Bearing in mind these precautions, we may classify the proximal causal agents of disease as—

I.—External agencies.
A. Non-living
a. Material
1. Physical—
Soil.
Water.
Atmosphere.
2. Chemical—
Soil.
Water.
Atmosphere.
b. Non-material.
1. Temperature.
2. Illumination.
3. Other agencies.
B. Living.
a. Animals.
1. Vertebrata.
2. Invertebrata.
b. Plants.
1. Phanerogams.
2. Cryptogams.
II.—Internal agencies.

While such a classification may serve its purpose as a sort of index, it must be confessed that the limits of its usefulness are soon reached. In the first place, the so-called “internal causes” of disease is probably a mere phrase covering our ignorance of the factors at work, and although a certain convenience attaches to the distinction between those cases where tender breeds of plants apparently exhibit internal predisposition to suffer more readily than others from parasites, low temperatures, excessive growth, &c.—as is the case with some grafted plants, cultivated hybrids, &c.—the mystery involved in the phrase “internal causes” only exists until we find what action of the living or nonliving environment of the essential mechanism of the plant has upset its equilibrium.

I.—Passing to the recognized external agencies, the physical condition of the soil is a fruitful source of disease. If too closely packed, the soil particles present mechanical obstacles to growth; if too retentive of moisture, the root-hairs suffer, as already hinted; if too open or over-drained, the plant succumbs to drought. All those properties of soil known as texture, porosity, depth, inclination to the horizon, &c., are concerned here. Many maladies of plants are traceable to the chemical composition of soils—e.g. deficiency of nutritive salts, especially nitrates and phosphates, the presence of poisonous salts of iron, copper, &c., or (in the soil about the roots of trees in towns) of coal-gas and so forth. But it is worthy of special attention that the mere chemical composition of agricultural and garden soils is, as a rule, the least important feature about them, popular opinion to the contrary notwithstanding. Ordinary soils will almost always provide the necessary chemical ingredients if of proper physical texture, depth, &c. (see Fungi and Bacteriology).
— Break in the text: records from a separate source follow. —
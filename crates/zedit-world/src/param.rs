#![forbid(unsafe_code)]

//! Tile parameter blocks.
//!
//! A param carries everything a live element needs beyond its kind and
//! color: facing, cycle timing, three small data slots, centipede linkage,
//! and an optional embedded program. The program is a raw byte buffer in
//! the board's native dialect; its length is the buffer length.

use crate::direction::{AmbiguousDirection, Direction};

/// Number of small data slots in a parameter block.
pub const DATA_SLOTS: usize = 3;

/// Per-tile structured data.
///
/// Fields mirror the packed on-board layout, minus the stored position
/// (the grid coordinate is authoritative here).
#[derive(Debug, Clone, PartialEq, Eq, Default)]
pub struct Param {
    /// Signed x velocity component.
    pub xstep: i16,
    /// Signed y velocity component.
    pub ystep: i16,
    /// Ticks between updates.
    pub cycle: i16,
    /// Kind-specific small values (intelligence, rate, destination...).
    pub data: [u8; DATA_SLOTS],
    /// Index of the segment ahead, for centipedes. -1 when none.
    pub leader: i16,
    /// Index of the segment behind, for centipedes. -1 when none.
    pub follower: i16,
    /// Saved program counter.
    pub instruction: i16,
    /// Embedded program bytes; empty when the tile has none.
    pub program: Vec<u8>,
}

impl Param {
    /// A zeroed param with no linkage and no program.
    #[must_use]
    pub fn new() -> Self {
        Self {
            leader: -1,
            follower: -1,
            ..Self::default()
        }
    }

    /// A param facing the given direction.
    #[must_use]
    pub fn facing(dir: Direction) -> Self {
        let (xstep, ystep) = dir.step();
        Self {
            xstep,
            ystep,
            ..Self::new()
        }
    }

    /// Decode the step pair as a compass direction.
    ///
    /// # Errors
    ///
    /// Returns [`AmbiguousDirection`] when the param is idle or moving
    /// diagonally; callers supply their own default.
    pub fn direction(&self) -> Result<Direction, AmbiguousDirection> {
        Direction::from_step(self.xstep, self.ystep)
    }

    /// Point the param in the given direction.
    pub fn set_direction(&mut self, dir: Direction) {
        let (xstep, ystep) = dir.step();
        self.xstep = xstep;
        self.ystep = ystep;
    }

    /// Program length in bytes.
    #[must_use]
    pub fn program_len(&self) -> usize {
        self.program.len()
    }

    /// Whether the param carries a program.
    #[must_use]
    pub fn has_program(&self) -> bool {
        !self.program.is_empty()
    }
}

#[cfg(test)]
mod tests {
    use super::*;

    #[test]
    fn facing_round_trips() {
        for dir in [
            Direction::North,
            Direction::South,
            Direction::East,
            Direction::West,
        ] {
            assert_eq!(Param::facing(dir).direction(), Ok(dir));
        }
    }

    #[test]
    fn set_direction_overwrites_both_axes() {
        let mut param = Param::facing(Direction::East);
        param.set_direction(Direction::North);
        assert_eq!((param.xstep, param.ystep), (0, -1));
    }

    #[test]
    fn new_param_is_idle_and_unlinked() {
        let param = Param::new();
        assert!(param.direction().is_err());
        assert_eq!(param.leader, -1);
        assert_eq!(param.follower, -1);
        assert!(!param.has_program());
    }
}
As regards water, its deficiency or excess is a relative matter, and although many of the minor maladies of pot-plants in windows and greenhouses controlled by amateurs depend on its misuse, water alone is probably never a primary cause of disease. Its over-supply is, however, a frequent cause of predisposition to the attacks of parasitic Fungi—e.g. the damping off of seedlings—and in saturated soils not only are the roots and root-hairs killed by asphyxiation, but the whole course of soil fermentation is altered, and it takes time to “sweeten” such by draining, because not only must the noxious bodies be gradually washed out and the lost salts restored, but the balance of suitable bacterial and fungal life must be restored.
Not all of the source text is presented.